„Kein Zusammenbruch des Systems“

LH-Stv. Haberlander präsentiert die aktuelle Kindertagesheimstatistik

Von Harald Engelsberger

„Der herbeigeredete Zusammenbruch des Systems ist nicht eingetreten“, stellte LH-Stellvertreterin Christine Haberlander (Bild) anlässlich der gestrigen Präsentation der Kindertagesheimstatistik 2018/19 fest — und sie meinte damit die Kritik an der Wiedereinführung der Kindergartengebühr am Nachmittag ab 13 Uhr im Februar 2018. Im Vergleich zum Beobachtungszeitraum 2017/18 habe sich die Anzahl der Gemeinden mit einem Kindergarten mit Nachmittagsbetreuungsangebot ab 13 Uhr um 38 auf 333 Gemeinden reduziert, wobei rund zwei Drittel dieser Gemeinden die Öffnungszeiten maximal um 15 bis 30 Minuten reduziert hätten. „Die Gemeinden und auch die Eltern haben sich dem Tarifmodell angepasst“, so Haberlander.

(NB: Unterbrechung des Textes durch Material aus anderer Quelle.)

//! Configuration loading and environment variable handling

use std::path::Path;
use std::str::FromStr;
use std::time::Duration;

use graft_core::MessageFormat;

use crate::domains::logging::{LogFormat, LogLevel, LoggingConfig};
use crate::domains::session::SessionConfig;
use crate::domains::GraftConfig;
use crate::error::{ConfigError, ConfigResult};

/// Configuration loader with environment variable support
pub struct ConfigLoader {
    /// Environment variable prefix
    prefix: String,
}

impl ConfigLoader {
    /// Create a new config loader with default prefix
    pub fn new() -> Self {
        Self {
            prefix: "GRAFT".to_string(),
        }
    }

    /// Create a new config loader with custom prefix
    pub fn with_prefix(prefix: impl Into<String>) -> Self {
        Self {
            prefix: prefix.into(),
        }
    }

    /// Load configuration from a YAML file with environment overrides
    pub fn from_file(&self, path: impl AsRef<Path>) -> ConfigResult<GraftConfig> {
        let content = std::fs::read_to_string(path)?;
        let mut config: GraftConfig = serde_yaml::from_str(&content)?;

        self.apply_env_overrides(&mut config)?;
        config.validate_all()?;

        Ok(config)
    }

    /// Load configuration from environment variables only
    pub fn from_env(&self) -> ConfigResult<GraftConfig> {
        let mut config = GraftConfig::default();
        self.apply_env_overrides(&mut config)?;
        config.validate_all()?;
        Ok(config)
    }

    /// Load configuration with fallback chain
    pub fn load(&self, config_path: Option<impl AsRef<Path>>) -> ConfigResult<GraftConfig> {
        match config_path {
            Some(path) => self.from_file(path),
            None => self.from_env(),
        }
    }

    /// Apply environment variable overrides to configuration
    fn apply_env_overrides(&self, config: &mut GraftConfig) -> ConfigResult<()> {
        self.apply_session_overrides(&mut config.session)?;
        self.apply_logging_overrides(&mut config.logging)?;
        Ok(())
    }

    /// Apply session config overrides
    fn apply_session_overrides(&self, config: &mut SessionConfig) -> ConfigResult<()> {
        if let Ok(executable) = self.get_env_var("EXECUTABLE") {
            config.executable = executable;
        }

        if let Ok(format) = self.get_env_var("MESSAGE_FORMAT") {
            config.message_format = MessageFormat::from_str(&format)
                .map_err(|_| ConfigError::EnvError(format!("Invalid MESSAGE_FORMAT: {}", format)))?;
        }

        if let Ok(host) = self.get_env_var("HOST") {
            config.host = Some(host).filter(|h| !h.is_empty());
        }

        if let Ok(user) = self.get_env_var("USER") {
            config.user = Some(user).filter(|u| !u.is_empty());
        }

        if let Ok(shell) = self.get_env_var("REMOTE_SHELL") {
            config.remote_shell = shell;
        }

        if let Ok(echo) = self.get_env_var("ECHO_OUTPUT") {
            config.echo_output = echo
                .parse()
                .map_err(|e| ConfigError::EnvError(format!("Invalid ECHO_OUTPUT: {}", e)))?;
        }

        if let Ok(forward) = self.get_env_var("FORWARD_INTERRUPTS") {
            config.forward_interrupts = forward
                .parse()
                .map_err(|e| ConfigError::EnvError(format!("Invalid FORWARD_INTERRUPTS: {}", e)))?;
        }

        if let Some(interval) = self.get_env_millis("POLL_INTERVAL_MS")? {
            config.poll_interval = interval;
        }

        if let Some(timeout) = self.get_env_millis("CONNECT_TIMEOUT_MS")? {
            config.connect_timeout = timeout;
        }

        if let Some(timeout) = self.get_env_millis("SHUTDOWN_TIMEOUT_MS")? {
            config.shutdown_timeout = timeout;
        }

        Ok(())
    }

    /// Apply logging config overrides
    fn apply_logging_overrides(&self, config: &mut LoggingConfig) -> ConfigResult<()> {
        if let Ok(log_level) = self.get_env_var("LOG_LEVEL") {
            config.level = LogLevel::from_str(&log_level)
                .map_err(|_| ConfigError::EnvError(format!("Invalid LOG_LEVEL: {}", log_level)))?;
        }

        if let Ok(format) = self.get_env_var("LOG_FORMAT") {
            config.format = LogFormat::from_str(&format)
                .map_err(|_| ConfigError::EnvError(format!("Invalid LOG_FORMAT: {}", format)))?;
        }

        Ok(())
    }

    fn get_env_millis(&self, name: &str) -> ConfigResult<Option<Duration>> {
        match self.get_env_var(name) {
            Ok(value) => {
                let millis: u64 = value
                    .parse()
                    .map_err(|e| ConfigError::EnvError(format!("Invalid {}: {}", name, e)))?;
                Ok(Some(Duration::from_millis(millis)))
            }
            Err(_) => Ok(None),
        }
    }

    /// Get environment variable with prefix
    fn get_env_var(&self, name: &str) -> Result<String, std::env::VarError> {
        std::env::var(format!("{}_{}", self.prefix, name))
    }
}

impl Default for ConfigLoader {
    fn default() -> Self {
        Self::new()
    }
}
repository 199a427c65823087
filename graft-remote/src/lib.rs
//! Remote side of graft
//!
//! The remote process connects back to the master, then answers requests
//! against an [`Engine`]. Objects handed to the master stay pinned in a
//! handle table until the master releases them.

pub mod builtin;
pub mod engine;
pub mod error;
pub mod handle_table;
pub mod runtime;

pub use builtin::{BuiltinEngine, Counter};
pub use engine::{
    class_of, render, CallContext, Engine, FunctionRef, InterruptFlag, Kwargs, NativeObject, ObjectRef, OutputSink,
    RemoteValue,
};
pub use error::{HandleError, RemoteFailure, RemoteResult};
pub use handle_table::HandleTable;
pub use runtime::{run, RemoteRuntime};
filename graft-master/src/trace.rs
//! Remote traceback rendering

use std::fs;
use std::path::Path;

use graft_ipc::StackFrame;

const HEADER: &str = "Remote traceback (innermost first):";

/// Render frames innermost first, one line per frame. Frames pointing at an
/// existing local source file with one of `source_extensions` get the
/// source line appended.
pub fn render_trace(stack: &[StackFrame], source_extensions: &[String]) -> String {
    if stack.is_empty() {
        return String::new();
    }

    let mut lines = vec![HEADER.to_string()];
    for frame in stack {
        let routine = if frame.name.is_empty() {
            "<top>"
        } else {
            frame.name.as_str()
        };
        lines.push(format!(
            "  File \"{}\", line {}, in {}",
            frame.file.as_deref().unwrap_or("<unknown>"),
            frame.line,
            routine
        ));

        let source = frame
            .file
            .as_deref()
            .map(Path::new)
            .filter(|path| has_source_extension(path, source_extensions))
            .and_then(|path| source_line(path, frame.line));
        if let Some(source) = source {
            lines.push(format!("    {}", source.trim()));
        }
    }
    lines.join("\n")
}

fn has_source_extension(path: &Path, extensions: &[String]) -> bool {
    path.extension()
        .and_then(|ext| ext.to_str())
        .is_some_and(|ext| extensions.iter().any(|e| e == ext))
}

/// Best effort; unreadable files and out-of-range lines yield nothing
fn source_line(path: &Path, line: i64) -> Option<String> {
    let index = usize::try_from(line).ok()?.checked_sub(1)?;
    let text = fs::read_to_string(path).ok()?;
    text.lines()
        .nth(index)
        .map(str::to_string)
        .filter(|l| !l.trim().is_empty())
}
//! Remote functions and namespaces

use std::fmt;
use std::sync::{Arc, Weak};

use async_trait::async_trait;
use graft_core::{Handle, Value};
use graft_ipc::{CallTarget, AUTO_NARGOUT};

use crate::error::{GraftError, GraftResult};
use crate::proxy::RemoteRef;
use crate::session::{MasterKwargs, MasterValue, Session, SessionShared};

/// Something that can be called on the remote
#[async_trait]
pub trait Invocable: Send + Sync {
    /// Call with keyword arguments and an explicit output count
    async fn call_with(
        &self,
        args: Vec<MasterValue>,
        kwargs: MasterKwargs,
        nargout: i64,
    ) -> GraftResult<MasterValue>;

    /// Call with positional arguments; the remote picks the output count
    async fn call(&self, args: Vec<MasterValue>) -> GraftResult<MasterValue> {
        self.call_with(args, MasterKwargs::new(), AUTO_NARGOUT).await
    }

    /// Documentation, fetched on demand
    async fn help(&self) -> GraftResult<String>;
}

/// A remote function, either looked up by name on every call or held by
/// handle
#[derive(Clone)]
pub enum RemoteFunction {
    Named {
        name: String,
        session: Weak<SessionShared>,
    },
    Handle(Arc<RemoteRef>),
}

impl RemoteFunction {
    pub(crate) fn named(session: &Session, name: &str) -> Self {
        RemoteFunction::Named {
            name: name.to_string(),
            session: session.downgrade(),
        }
    }

    pub(crate) fn from_ref(reference: Arc<RemoteRef>) -> Self {
        RemoteFunction::Handle(reference)
    }

    pub fn name(&self) -> Option<&str> {
        match self {
            RemoteFunction::Named { name, .. } => Some(name),
            RemoteFunction::Handle(_) => None,
        }
    }

    pub fn handle(&self) -> Option<Handle> {
        match self {
            RemoteFunction::Named { .. } => None,
            RemoteFunction::Handle(reference) => Some(reference.handle()),
        }
    }

    pub(crate) fn belongs_to(&self, session: &Session) -> bool {
        match self {
            RemoteFunction::Named { session: own, .. } => Weak::ptr_eq(own, &session.downgrade()),
            RemoteFunction::Handle(reference) => reference.belongs_to(session),
        }
    }

    fn session(&self) -> GraftResult<Session> {
        match self {
            RemoteFunction::Named { session, .. } => session
                .upgrade()
                .map(Session::from_shared)
                .ok_or(GraftError::Closed),
            RemoteFunction::Handle(reference) => reference.session(),
        }
    }

    fn target(&self) -> CallTarget {
        match self {
            RemoteFunction::Named { name, .. } => CallTarget::Name(name.clone()),
            RemoteFunction::Handle(reference) => CallTarget::Handle(reference.handle()),
        }
    }
}

#[async_trait]
impl Invocable for RemoteFunction {
    async fn call_with(
        &self,
        args: Vec<MasterValue>,
        kwargs: MasterKwargs,
        nargout: i64,
    ) -> GraftResult<MasterValue> {
        self.session()?
            .call_with(self.target(), args, kwargs, nargout)
            .await
    }

    async fn help(&self) -> GraftResult<String> {
        let session = self.session()?;
        match self {
            RemoteFunction::Named { name, .. } => session.help(name).await,
            RemoteFunction::Handle(_) => session.help_for(Value::Function(self.clone())).await,
        }
    }
}

impl PartialEq for RemoteFunction {
    fn eq(&self, other: &Self) -> bool {
        match (self, other) {
            (RemoteFunction::Named { name: a, .. }, RemoteFunction::Named { name: b, .. }) => a == b,
            (RemoteFunction::Handle(a), RemoteFunction::Handle(b)) => a.handle() == b.handle(),
            _ => false,
        }
    }
}

impl fmt::Debug for RemoteFunction {
    fn fmt(&self, f: &mut fmt::Formatter<'_>) -> fmt::Result {
        match self {
            RemoteFunction::Named { name, .. } => write!(f, "RemoteFunction({})", name),
            RemoteFunction::Handle(reference) => write!(f, "RemoteFunction(#{})", reference.handle()),
        }
    }
}

/// A group of remote functions addressed as `namespace.member`
#[derive(Clone)]
pub struct Namespace {
    name: String,
    session: Session,
}

impl Namespace {
    pub(crate) fn new(session: &Session, name: &str) -> Self {
        Self {
            name: name.to_string(),
            session: session.clone(),
        }
    }

    pub fn name(&self) -> &str {
        &self.name
    }

    /// Member names as reported by the remote
    pub async fn members(&self) -> GraftResult<Vec<String>> {
        let listing = self
            .session
            .call("what", vec![Value::from(self.name.as_str())])
            .await?;
        match listing {
            Value::List(items) => items
                .into_iter()
                .map(|item| match item {
                    Value::Str(member) => Ok(member),
                    other => Err(GraftError::Protocol(format!(
                        "namespace member is a {}, expected text",
                        other.kind()
                    ))),
                })
                .collect(),
            Value::Null => Ok(Vec::new()),
            other => Err(GraftError::Protocol(format!(
                "what returned a {}, expected a list",
                other.kind()
            ))),
        }
    }

    /// Function `member` of this namespace
    pub fn function(&self, member: &str) -> RemoteFunction {
        self.session.function(&format!("{}.{}", self.name, member))
    }

    pub async fn call(&self, member: &str, args: Vec<MasterValue>) -> GraftResult<MasterValue> {
        self.function(member).call(args).await
    }
}

impl PartialEq for Namespace {
    fn eq(&self, other: &Self) -> bool {
        self.name == other.name
    }
}

impl fmt::Debug for Namespace {
    fn fmt(&self, f: &mut fmt::Formatter<'_>) -> fmt::Result {
        write!(f, "Namespace({})", self.name)
    }
}
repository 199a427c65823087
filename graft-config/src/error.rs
//! Configuration error types

use thiserror::Error;

/// Configuration result type
pub type ConfigResult<T> = Result<T, ConfigError>;

/// Configuration errors
#[derive(Error, Debug)]
pub enum ConfigError {
    /// IO error reading configuration file
    #[error("Failed to read config file: {0}")]
    FileReadError(#[from] std::io::Error),

    /// YAML parsing error
    #[error("Failed to parse config: {0}")]
    ParseError(#[from] serde_yaml::Error),

    /// Environment variable error
    #[error("Environment variable error: {0}")]
    EnvError(String),

    /// Domain-specific configuration error
    #[error("Domain configuration error in {domain}: {message}")]
    DomainError { domain: String, message: String },
}
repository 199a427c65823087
//! Tracing initialisation for graft
//!
//! The master configures logging from [`graft_config::LoggingConfig`]; the
//! remote engine logs to stderr only, since its stdout is the echoed
//! side channel.

pub mod init;

pub use init::{init_logging_from_config, init_remote_tracing, init_simple_tracing};
//! IPC error types

use graft_core::CodecError;
use thiserror::Error;

/// IPC error types
#[derive(Debug, Error)]
pub enum IpcError {
    /// Serialization error
    #[error("Serialization error: {0}")]
    SerializationError(String),

    /// Deserialization error
    #[error("Deserialization error: {0}")]
    DeserializationError(String),

    /// IO error
    #[error("IO error: {0}")]
    IoError(String),

    /// Peer closed the connection
    #[error("Connection closed")]
    ConnectionClosed,

    /// Frame that cannot be read as a message; the stream is out of step
    #[error("Invalid message: {0}")]
    InvalidMessage(String),

    /// Endpoint address could not be parsed
    #[error("Invalid address '{0}', expected tcp://host:port")]
    InvalidAddress(String),

    /// Transport used after it was closed
    #[error("Transport not connected")]
    NotConnected,
}

impl IpcError {
    /// Check if this error indicates a fatal condition
    pub fn is_fatal(&self) -> bool {
        matches!(
            self,
            IpcError::ConnectionClosed
                | IpcError::InvalidMessage(_)
                | IpcError::DeserializationError(_)
                | IpcError::NotConnected
        )
    }
}

impl From<std::io::Error> for IpcError {
    fn from(err: std::io::Error) -> Self {
        match err.kind() {
            std::io::ErrorKind::UnexpectedEof
            | std::io::ErrorKind::BrokenPipe
            | std::io::ErrorKind::ConnectionReset
            | std::io::ErrorKind::ConnectionAborted => IpcError::ConnectionClosed,
            _ => IpcError::IoError(err.to_string()),
        }
    }
}

impl From<CodecError> for IpcError {
    fn from(err: CodecError) -> Self {
        match err {
            CodecError::Serialization(msg) => IpcError::SerializationError(msg),
            other => IpcError::DeserializationError(other.to_string()),
        }
    }
}

#[cfg(test)]
mod tests {
    use super::*;

    #[test]
    fn test_error_fatal() {
        assert!(IpcError::ConnectionClosed.is_fatal());
        assert!(IpcError::InvalidMessage("bad format".to_string()).is_fatal());
        assert!(IpcError::NotConnected.is_fatal());
        assert!(!IpcError::IoError("network error".to_string()).is_fatal());
        assert!(!IpcError::SerializationError("too big".to_string()).is_fatal());
    }

    #[test]
    fn test_io_error_mapping() {
        let eof = std::io::Error::new(std::io::ErrorKind::UnexpectedEof, "eof");
        assert!(matches!(IpcError::from(eof), IpcError::ConnectionClosed));
        let other = std::io::Error::other("boom");
        assert!(matches!(IpcError::from(other), IpcError::IoError(_)));
    }
}
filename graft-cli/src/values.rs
//! Turning command-line text into values and values back into text

use std::collections::BTreeMap;
use std::fmt::Write;

use anyhow::{Context, Result};
use graft_core::{Complex, Matrix, SparseMatrix, Value};
use graft_master::MasterValue;
use serde_json::Value as Json;

/// Interpret one command-line argument.
///
/// JSON literals map onto values: numbers become floats, an array of numbers
/// becomes a row vector and an array of equal-length numeric rows becomes a
/// matrix. Text that does not parse as JSON is passed through unchanged.
pub fn parse_argument(text: &str) -> Result<MasterValue> {
    match serde_json::from_str::<Json>(text) {
        Ok(json) => from_json(json).with_context(|| format!("Invalid argument: {}", text)),
        Err(_) => Ok(Value::Str(text.to_string())),
    }
}

fn from_json(json: Json) -> Result<MasterValue> {
    Ok(match json {
        Json::Null => Value::Null,
        Json::Bool(b) => Value::Bool(b),
        Json::Number(n) => Value::Float(n.as_f64().unwrap_or(f64::NAN)),
        Json::String(s) => Value::Str(s),
        Json::Array(items) => {
            if let Some(row) = numeric_row(&items) {
                Value::Matrix(Matrix::row(row.as_slice()))
            } else if let Some((rows, cols, data)) = numeric_grid(&items) {
                Value::Matrix(Matrix::from_elements(vec![rows, cols], data.as_slice())?)
            } else {
                Value::List(items.into_iter().map(from_json).collect::<Result<_>>()?)
            }
        }
        Json::Object(fields) => Value::Map(
            fields
                .into_iter()
                .map(|(k, v)| Ok((k, from_json(v)?)))
                .collect::<Result<BTreeMap<_, _>>>()?,
        ),
    })
}

fn numeric_row(items: &[Json]) -> Option<Vec<f64>> {
    if items.is_empty() {
        return None;
    }
    items.iter().map(Json::as_f64).collect()
}

fn numeric_grid(items: &[Json]) -> Option<(usize, usize, Vec<f64>)> {
    let rows = items
        .iter()
        .map(|item| numeric_row(item.as_array()?))
        .collect::<Option<Vec<_>>>()?;
    let cols = rows.first()?.len();
    if rows.iter().any(|row| row.len() != cols) {
        return None;
    }
    Some((rows.len(), cols, rows.concat()))
}

/// Plain-text rendering of a value. Proxies show only their handle;
/// callers ask the remote for a display when they want one.
pub fn describe(value: &MasterValue) -> String {
    let mut out = String::new();
    write_value(&mut out, value, 0);
    out
}

fn write_value(out: &mut String, value: &MasterValue, depth: usize) {
    let pad = "  ".repeat(depth);
    match value {
        Value::Null => out.push_str("[]"),
        Value::Bool(b) => out.push_str(if *b { "true" } else { "false" }),
        Value::Int(i) => {
            let _ = write!(out, "{}", i);
        }
        Value::Float(f) => out.push_str(&number(*f)),
        Value::Str(s) => out.push_str(s),
        Value::Bytes(bytes) => {
            let _ = write!(out, "<{} bytes>", bytes.len());
        }
        Value::Complex(c) => out.push_str(&complex(*c)),
        Value::Matrix(m) => write_matrix(out, m),
        Value::Sparse(s) => write_sparse(out, s, &pad),
        Value::List(items) => {
            out.push('{');
            for (i, item) in items.iter().enumerate() {
                if i > 0 {
                    out.push_str(", ");
                }
                write_value(out, item, depth);
            }
            out.push('}');
        }
        Value::Map(fields) | Value::Struct(fields) => {
            for (i, (key, field)) in fields.iter().enumerate() {
                if i > 0 {
                    out.push('\n');
                    out.push_str(&pad);
                }
                let _ = write!(out, "{}: ", key);
                write_value(out, field, depth + 1);
            }
        }
        Value::Object(object) => {
            let _ = write!(out, "<object #{}>", object.handle());
        }
        Value::Function(function) => match function.name() {
            Some(name) => {
                let _ = write!(out, "@{}", name);
            }
            None => {
                let handle = function.handle().map(|h| h.to_string()).unwrap_or_default();
                let _ = write!(out, "<function #{}>", handle);
            }
        },
    }
}

fn write_matrix(out: &mut String, matrix: &Matrix) {
    let cells: Vec<String> = if matrix.dtype().is_complex() {
        matrix.to_complex_vec().into_iter().map(complex).collect()
    } else {
        match matrix.to_f64_vec() {
            Ok(values) => values.into_iter().map(number).collect(),
            Err(_) => Vec::new(),
        }
    };
    let shape = matrix.shape();
    let cols = match shape {
        [_, cols] => (*cols).max(1),
        _ => cells.len().max(1),
    };
    if cells.is_empty() {
        let dims: Vec<String> = shape.iter().map(usize::to_string).collect();
        let _ = write!(out, "[] ({} {})", dims.join("x"), matrix.dtype());
        return;
    }
    out.push('[');
    for (i, row) in cells.chunks(cols).enumerate() {
        if i > 0 {
            out.push_str("; ");
        }
        out.push_str(&row.join(" "));
    }
    out.push(']');
}

fn write_sparse(out: &mut String, sparse: &SparseMatrix, pad: &str) {
    let (rows, cols) = sparse.shape();
    let _ = write!(out, "sparse {}x{}, {} stored", rows, cols, sparse.nnz());
    let values = sparse.values().to_f64_vec().unwrap_or_default();
    for ((r, c), v) in sparse.rows().iter().zip(sparse.cols()).zip(values) {
        let _ = write!(out, "\n{}  ({},{}) {}", pad, r + 1, c + 1, number(v));
    }
}

fn number(value: f64) -> String {
    if value.fract() == 0.0 && value.abs() < 1e15 {
        format!("{}", value as i64)
    } else {
        format!("{}", value)
    }
}

fn complex(value: Complex) -> String {
    if value.im < 0.0 {
        format!("{}-{}i", number(value.re), number(-value.im))
    } else {
        format!("{}+{}i", number(value.re), number(value.im))
    }
}

#[cfg(test)]
mod tests {
    use super::*;

    #[test]
    fn test_parse_arguments() {
        assert_eq!(parse_argument("3").unwrap(), Value::Float(3.0));
        assert_eq!(parse_argument("true").unwrap(), Value::Bool(true));
        assert_eq!(parse_argument("null").unwrap(), Value::Null);
        assert_eq!(parse_argument("\"x\"").unwrap(), Value::from("x"));
        assert_eq!(parse_argument("hello world").unwrap(), Value::from("hello world"));
        assert_eq!(
            parse_argument("[1, 2, 3]").unwrap(),
            Value::Matrix(Matrix::row(&[1.0f64, 2.0, 3.0]))
        );
    }

    #[test]
    fn test_parse_grid_and_mixed_lists() {
        let grid = parse_argument("[[1, 2], [3, 4], [5, 6]]").unwrap();
        let matrix = grid.as_matrix().unwrap();
        assert_eq!(matrix.shape(), &[3, 2]);
        assert_eq!(matrix.to_f64_vec().unwrap(), vec![1.0, 2.0, 3.0, 4.0, 5.0, 6.0]);

        let ragged = parse_argument("[[1, 2], [3]]").unwrap();
        assert_eq!(ragged.as_list().map(<[_]>::len), Some(2));

        let mixed = parse_argument("[1, \"a\"]").unwrap();
        assert_eq!(
            mixed,
            Value::List(vec![Value::Float(1.0), Value::from("a")])
        );

        let empty = parse_argument("[]").unwrap();
        assert_eq!(empty, Value::List(vec![]));

        let map = parse_argument("{\"a\": 1}").unwrap();
        assert!(matches!(map, Value::Map(ref fields) if fields["a"] == Value::Float(1.0)));
    }

    #[test]
    fn test_describe_scalars_and_containers() {
        assert_eq!(describe(&Value::Float(3.0)), "3");
        assert_eq!(describe(&Value::Float(0.5)), "0.5");
        assert_eq!(describe(&Value::Null), "[]");
        assert_eq!(describe(&Value::Complex(Complex::new(1.0, -2.0))), "1-2i");
        assert_eq!(
            describe(&Value::List(vec![Value::Bool(true), Value::from("x")])),
            "{true, x}"
        );

        let mut fields = BTreeMap::new();
        fields.insert("a".to_string(), Value::Int(1));
        fields.insert("b".to_string(), Value::from("two"));
        assert_eq!(describe(&Value::Struct(fields)), "a: 1\nb: two");
    }

    #[test]
    fn test_describe_arrays() {
        let m = Matrix::from_elements(vec![2, 2], &[1.0f64, 2.0, 3.0, 4.0]).unwrap();
        assert_eq!(describe(&Value::Matrix(m)), "[1 2; 3 4]");

        let empty = Matrix::zeros(graft_core::DType::Float64, vec![0, 3]).unwrap();
        assert_eq!(describe(&Value::Matrix(empty)), "[] (0x3 float64)");

        let sparse = SparseMatrix::from_dense(
            &Matrix::from_elements(vec![2, 2], &[0.0f64, 5.0, 0.0, 0.0]).unwrap(),
        )
        .unwrap();
        assert_eq!(describe(&Value::Sparse(sparse)), "sparse 2x2, 1 stored\n  (1,2) 5");
    }
}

Auch das Argument, mit Wiedereinführung des Elternbeitrags am Nachmittag würde die Vereinbarkeit von Familie und Beruf vor allem für die Mütter erschwert, stimme laut Haberlander nicht. So sei der Anteil der berufstätigen Mütter von Kindergartenkindern von 65 Prozent auf 67 Prozent im laufenden Jahr gewachsen.

9788 Beschäftigte in der Kinderbetreuung

Generell habe sich in Oberösterreich die durchschnittliche Wochenöffnungszeit der 724 Kindergärten 2018/19 im Vergleich zum Vorjahr nur um 15 Minuten auf 41,5 Stunden verkürzt. Wegen dieser geringen Reduzierung sei es auch nicht zu dem befürchteten Kahlschlag beim Personal gekommen. So sind heuer mit 3808 um 51 Personen weniger in Kindergärten beschäftigt. Insgesamt arbeiten in den oö. Krabbelstuben, Kindergärten und Horten sogar 9788 Menschen. „Mehr als 80 Prozent der Kinder haben in Oberösterreich die Möglichkeit, im Kindergarten bis 16 Uhr betreut zu werden“, betonte Haberlander, die sich allerdings erstaunt zeigte, dass nur 20 Prozent der Kinder das Nachmittagsbetreuungsangebot pro Tag in Anspruch nehmen. Die Ängste, dass mit dem Verlangen einer Kindergartengebühr ab 13 Uhr das Angebot drastisch abnehme und nicht mehr der Nachfrage entspreche, waren laut Haberlander zwar „verständlich“, aber dennoch „nicht berechtigt“.

Tageseltern als flexible Alternative gefragt

Als wichtige Ergänzung zu den institutionellen Betreuungseinrichtungen sieht Haberlander vor allem die flexible Betreuung durch Tagesmütter: „Heuer befinden sich bereits 1827 Kinder in Tageselternbetreuung und werden von mittlerweile 521 Tagesmüttern und -Vätern betreut. Allein in diesem Jahr sind das 130 Neuzulassungen. Das Land Oberösterreich fördert den Bereich der Tageseltern 2019 mit mehr als 5,7 Mio. Euro, hier hat sich das Budget seit 2014 verdoppelt.“

Auch in das Bauprogramm investiert das Land laufend, aktuell gibt es in OÖ 113 Kindergartenprojekte, 63 Krabbelstubenprojekte und 11 Hortprojekte, die bereits genehmigt sind. Das entspricht einem Investitionsvolumen von mehr als 111 Millionen Euro. Weitere 66,4 Millionen Euro sind für bereits angemeldete Projekte — 109 Kindergarten, 76 Krabbelstuben und 22 Horte — reserviert.

Kritik kommt von SPÖ und den Grünen

SPÖ-Soziallandesrätin Birgit Gerstorfer wertete die Statistik negativ. „38 Kindergärten haben nach der Einführung der Nachmittagsgebühren ihre Öffnungszeiten gekürzt. Anstatt das Angebot zeitlich zu erweitern und attraktiver zu machen, gibt es hier einen Rückschritt“, kritisierte sie in einer Aussendung und ortet „kein Vorwärtskommen beim Ausbau der Krabbelstuben“. Auch die Grünen sehen einen „evidenten Schaden“ durch die Wiedereinführung der Gebühr und bekritteln, dass sich die Anzahl der Gemeinden ohne Nachmittagsbetreuung von 40 auf 78 nahezu verdoppelt habe. „Da gibt es nichts zu beschönigen“, meinte Landessprecher Stefan Kaineder.